_PROBLEM_.
Find all lines in the records that include the word "DataAssetSpec", and copy them out.

_SOURCE MATERIAL_.
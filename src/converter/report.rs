//! Per-item outcomes and the batch report.

use std::fmt;

use crate::error::{Error, Result};
use crate::resolve::WorkItem;

/// What happened to a work item that finished successfully.
#[derive(Debug, Clone, Copy, PartialEq, Eq)]
pub enum Outcome {
    /// The file was a compiled artifact and was decompiled
    Converted,
    /// The file was copied unchanged
    Copied,
}

impl fmt::Display for Outcome {
    fn fmt(&self, f: &mut fmt::Formatter<'_>) -> fmt::Result {
        match self {
            Outcome::Converted => f.write_str("converted"),
            Outcome::Copied => f.write_str("copied"),
        }
    }
}

/// The result of processing one work item.
#[derive(Debug)]
pub struct ItemReport {
    /// The item that was processed
    pub item: WorkItem,
    /// Its outcome, or the error that stopped it
    pub result: Result<Outcome>,
}

impl ItemReport {
    /// Returns true if the item finished without error.
    pub fn is_ok(&self) -> bool {
        self.result.is_ok()
    }

    /// Returns the error, if the item failed.
    pub fn error(&self) -> Option<&Error> {
        self.result.as_ref().err()
    }
}

/// Reports for every item in a batch, in processing order.
#[derive(Debug, Default)]
pub struct BatchReport {
    /// One report per work item
    pub items: Vec<ItemReport>,
}

impl BatchReport {
    /// Total number of items attempted.
    pub fn len(&self) -> usize {
        self.items.len()
    }

    /// Returns true if no items were attempted.
    pub fn is_empty(&self) -> bool {
        self.items.is_empty()
    }

    /// Number of items decompiled.
    pub fn converted(&self) -> usize {
        self.count(Outcome::Converted)
    }

    /// Number of items copied unchanged.
    pub fn copied(&self) -> usize {
        self.count(Outcome::Copied)
    }

    /// Number of items that failed.
    pub fn failed(&self) -> usize {
        self.failures().count()
    }

    /// Iterates over failed items.
    pub fn failures(&self) -> impl Iterator<Item = &ItemReport> {
        self.items.iter().filter(|r| !r.is_ok())
    }

    fn count(&self, outcome: Outcome) -> usize {
        self.items
            .iter()
            .filter(|r| matches!(r.result, Ok(o) if o == outcome))
            .count()
    }
}

impl FromIterator<ItemReport> for BatchReport {
    fn from_iter<I: IntoIterator<Item = ItemReport>>(iter: I) -> Self {
        Self {
            items: iter.into_iter().collect(),
        }
    }
}
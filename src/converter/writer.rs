//! Output file writers.

use std::fs;
use std::io::Write;
use std::path::Path;

use tempfile::{Builder, NamedTempFile};

use crate::error::{Error, Result};

/// Creates the parent directory of `path` and any missing ancestors.
pub fn ensure_parent(path: &Path) -> Result<()> {
    match path.parent() {
        Some(parent) if !parent.as_os_str().is_empty() => {
            fs::create_dir_all(parent).map_err(|source| Error::CreateDir {
                path: parent.to_path_buf(),
                source,
            })
        }
        _ => Ok(()),
    }
}

/// Copies `from` to `to` byte for byte, replacing any existing file.
pub fn copy_verbatim(from: &Path, to: &Path) -> Result<()> {
    fs::copy(from, to).map_err(|source| Error::Copy {
        from: from.to_path_buf(),
        to: to.to_path_buf(),
        source,
    })?;
    Ok(())
}

/// Writes `data` to `path` atomically.
///
/// The bytes go to a temporary file next to `path` which is renamed over it
/// once complete, so readers never observe a truncated file. The temporary
/// file is removed if anything fails.
pub fn write_atomic(path: &Path, data: &[u8]) -> Result<()> {
    let dir = match path.parent() {
        Some(parent) if !parent.as_os_str().is_empty() => parent,
        _ => Path::new("."),
    };

    let mut tmp = temp_file_in(dir).map_err(|e| Error::file_write(path, e))?;
    tmp.write_all(data).map_err(|e| Error::file_write(path, e))?;
    tmp.as_file().sync_all().map_err(|e| Error::file_write(path, e))?;
    tmp.persist(path).map_err(|e| Error::file_write(path, e.error))?;
    Ok(())
}

/// Creates the temporary file with the same umask-filtered mode a plain
/// `fs::write` would get, instead of tempfile's owner-only default.
fn temp_file_in(dir: &Path) -> std::io::Result<NamedTempFile> {
    let mut builder = Builder::new();
    #[cfg(unix)]
    {
        use std::os::unix::fs::PermissionsExt;
        builder.permissions(fs::Permissions::from_mode(0o666));
    }
    builder.tempfile_in(dir)
}
//! The managed ML platform boundary
//!
//! [`Platform`] is the explicit client object threaded through every
//! submission call; there is no ambient global client. Resource resolution
//! is a two-step capability: `find_*` returns `Ok(None)` for an absent
//! resource (absence is a normal outcome, not an error), and `create_*`
//! registers one. The [`ensure_data_asset`]-family helpers compose the two
//! into the idempotent resolve-or-create flow the submitters use.
//!
//! Submission is one-shot: [`Platform::submit`] hands a job to the external
//! scheduler and returns a [`RunHandle`] for later polling. No local
//! execution, progress tracking, or retries.

pub mod job;
mod memory;
pub mod resources;

pub use memory::InMemoryPlatform;

use chrono::{DateTime, Utc};
use serde::{Deserialize, Serialize};

use job::{AutoClassificationJob, CommandJob};
use resources::{
    ComputeHandle, ComputeSpec, DataAssetHandle, DataAssetSpec, EnvironmentHandle, EnvironmentSpec,
};
use crate::sweep::SweepJob;

/// Errors from platform interaction and job building
#[derive(Debug, thiserror::Error)]
pub enum PlatformError {
    #[error("Failed to create {kind} '{id}': {reason}")]
    CreationFailed {
        kind: &'static str,
        id: String,
        reason: String,
    },

    #[error("{kind} '{id}' is already registered")]
    AlreadyExists { kind: &'static str, id: String },

    #[error("Command template is empty")]
    EmptyCommand,

    #[error("Placeholder '${{{{inputs.{name}}}}}' has no input binding")]
    UnboundInput { name: String },

    #[error("Input '{name}' is bound but never referenced by the command")]
    UnusedInput { name: String },

    #[error("Platform backend error: {0}")]
    Backend(String),
}

/// Result alias for platform operations
pub type Result<T> = std::result::Result<T, PlatformError>;

/// Workspace coordinates the client operates against
///
/// Replaces config-file-discovered ambient client state: the workspace is
/// loaded once and passed along explicitly.
#[derive(Debug, Clone, PartialEq, Eq, Serialize, Deserialize)]
pub struct Workspace {
    pub subscription_id: String,
    pub resource_group: String,
    pub workspace_name: String,
}

/// Terminal-side status of a submission
///
/// Only `Submitted` is produced locally; later states belong to the
/// external scheduler.
#[derive(Debug, Clone, Copy, PartialEq, Eq, Serialize, Deserialize)]
pub enum SubmissionStatus {
    Submitted,
}

/// Receipt for a submitted job
#[derive(Debug, Clone, PartialEq, Serialize, Deserialize)]
pub struct RunHandle {
    pub id: String,
    pub display_name: String,
    pub experiment: String,
    pub submitted_at: DateTime<Utc>,
    pub status: SubmissionStatus,
}

/// Any job this crate can hand to the scheduler
#[derive(Debug, Clone, PartialEq, Serialize, Deserialize)]
pub enum JobSubmission {
    Command(CommandJob),
    Sweep(SweepJob),
    AutoMl(AutoClassificationJob),
}

impl JobSubmission {
    /// Name shown in run listings
    #[must_use]
    pub fn display_name(&self) -> &str {
        match self {
            JobSubmission::Command(job) => &job.display_name,
            JobSubmission::Sweep(job) => &job.trial.display_name,
            JobSubmission::AutoMl(job) => &job.experiment_name,
        }
    }

    /// Experiment the run is recorded under
    #[must_use]
    pub fn experiment_name(&self) -> &str {
        match self {
            JobSubmission::Command(job) => &job.experiment_name,
            JobSubmission::Sweep(job) => &job.trial.experiment_name,
            JobSubmission::AutoMl(job) => &job.experiment_name,
        }
    }
}

/// Client capabilities of the external platform
///
/// Lookups distinguish "absent" (`Ok(None)`) from transport failure
/// (`Err(Backend)`). Creation of an already-registered identity fails with
/// [`PlatformError::AlreadyExists`]; callers wanting resolve-or-create use
/// the `ensure_*` helpers instead of calling `create_*` blindly.
pub trait Platform {
    fn find_data_asset(&self, name: &str, version: &str) -> Result<Option<DataAssetHandle>>;
    fn create_data_asset(&mut self, spec: &DataAssetSpec) -> Result<DataAssetHandle>;

    fn find_compute(&self, name: &str) -> Result<Option<ComputeHandle>>;
    fn create_compute(&mut self, spec: &ComputeSpec) -> Result<ComputeHandle>;

    fn find_environment(&self, name: &str, version: &str) -> Result<Option<EnvironmentHandle>>;
    fn create_environment(&mut self, spec: &EnvironmentSpec) -> Result<EnvironmentHandle>;

    /// Hand a job to the scheduler; one-shot, no local retry
    fn submit(&mut self, submission: JobSubmission) -> Result<RunHandle>;
}

/// Resolve a data asset by identity, registering it if absent
///
/// Creation failure is fatal to the submission and is not retried.
pub fn ensure_data_asset<P: Platform + ?Sized>(
    client: &mut P,
    spec: &DataAssetSpec,
) -> Result<DataAssetHandle> {
    match client.find_data_asset(&spec.id.name, &spec.id.version)? {
        Some(handle) => Ok(handle),
        None => client.create_data_asset(spec),
    }
}

/// Resolve a compute cluster by name, creating it if absent
pub fn ensure_compute<P: Platform + ?Sized>(
    client: &mut P,
    spec: &ComputeSpec,
) -> Result<ComputeHandle> {
    match client.find_compute(&spec.name)? {
        Some(handle) => Ok(handle),
        None => client.create_compute(spec),
    }
}

/// Resolve an environment by identity, registering it if absent
pub fn ensure_environment<P: Platform + ?Sized>(
    client: &mut P,
    spec: &EnvironmentSpec,
) -> Result<EnvironmentHandle> {
    match client.find_environment(&spec.id.name, &spec.id.version)? {
        Some(handle) => Ok(handle),
        None => client.create_environment(spec),
    }
}

#[cfg(test)]
mod tests {
    use super::resources::{DataAssetKind, ResourceId};
    use super::*;

    fn asset_spec() -> DataAssetSpec {
        DataAssetSpec::new(
            ResourceId::new("diabetes-file", "1"),
            DataAssetKind::UriFile,
            "diabetes-data/diabetes.csv",
        )
    }

    #[test]
    fn test_ensure_creates_missing_asset_exactly_once() {
        let mut client = InMemoryPlatform::new();
        let spec = asset_spec();

        let created = ensure_data_asset(&mut client, &spec).expect("ensure");
        assert_eq!(created.id, spec.id);
        assert_eq!(created.uri, "azureml:diabetes-file:1");
        assert_eq!(client.creation_count(), 1);

        // Second ensure resolves the existing registration.
        let resolved = ensure_data_asset(&mut client, &spec).expect("ensure");
        assert_eq!(resolved.id, created.id);
        assert_eq!(client.creation_count(), 1);
    }

    #[test]
    fn test_ensure_resolves_existing_without_creating() {
        let mut client = InMemoryPlatform::new();
        let spec = asset_spec();
        client.create_data_asset(&spec).expect("create");
        assert_eq!(client.creation_count(), 1);

        let handle = ensure_data_asset(&mut client, &spec).expect("ensure");
        assert_eq!(handle.id, spec.id);
        assert_eq!(client.creation_count(), 1);
    }

    #[test]
    fn test_version_is_part_of_identity() {
        let mut client = InMemoryPlatform::new();
        let v1 = asset_spec();
        let mut v2 = asset_spec();
        v2.id.version = "2".to_string();

        ensure_data_asset(&mut client, &v1).expect("ensure v1");
        ensure_data_asset(&mut client, &v2).expect("ensure v2");
        assert_eq!(client.creation_count(), 2);
    }

    #[test]
    fn test_creation_failure_is_fatal_not_retried() {
        let mut client = InMemoryPlatform::new();
        client.fail_creations(true);

        let err = ensure_data_asset(&mut client, &asset_spec()).expect_err("must fail");
        assert!(matches!(err, PlatformError::CreationFailed { .. }));
        assert_eq!(client.creation_count(), 0);
    }

    #[test]
    fn test_direct_duplicate_create_rejected() {
        let mut client = InMemoryPlatform::new();
        let spec = asset_spec();
        client.create_data_asset(&spec).expect("create");
        assert!(matches!(
            client.create_data_asset(&spec),
            Err(PlatformError::AlreadyExists { kind: "data asset", .. })
        ));
    }

    #[test]
    fn test_ensure_compute_and_environment() {
        let mut client = InMemoryPlatform::new();

        let compute = ComputeSpec::new("aml-cluster", "Standard_DS3_v2").with_instances(0, 2);
        let handle = ensure_compute(&mut client, &compute).expect("ensure compute");
        assert_eq!(handle.name, "aml-cluster");

        let env = EnvironmentSpec::new(
            ResourceId::new("sklearn-env-custom-training", "1"),
            "mcr.microsoft.com/azureml/openmpi4.1.0-ubuntu20.04:latest",
        )
        .with_conda_file("conda.yml");
        let handle = ensure_environment(&mut client, &env).expect("ensure env");
        assert_eq!(handle.id.name, "sklearn-env-custom-training");

        assert_eq!(client.creation_count(), 2);
        ensure_compute(&mut client, &compute).expect("idempotent");
        ensure_environment(&mut client, &env).expect("idempotent");
        assert_eq!(client.creation_count(), 2);
    }

    #[test]
    fn test_error_display() {
        let err = PlatformError::CreationFailed {
            kind: "compute",
            id: "aml-cluster".to_string(),
            reason: "quota exceeded".to_string(),
        };
        assert_eq!(
            err.to_string(),
            "Failed to create compute 'aml-cluster': quota exceeded"
        );
        let err = PlatformError::UnboundInput {
            name: "input_data".to_string(),
        };
        assert!(err.to_string().contains("${{inputs.input_data}}"));
    }
}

_SOLUTION FOR THIS EXERCISE_.
    ComputeHandle, ComputeSpec, DataAssetHandle, DataAssetSpec, EnvironmentHandle, EnvironmentSpec,
    fn create_data_asset(&mut self, spec: &DataAssetSpec) -> Result<DataAssetHandle>;
    spec: &DataAssetSpec,
    fn asset_spec() -> DataAssetSpec {
        DataAssetSpec::new(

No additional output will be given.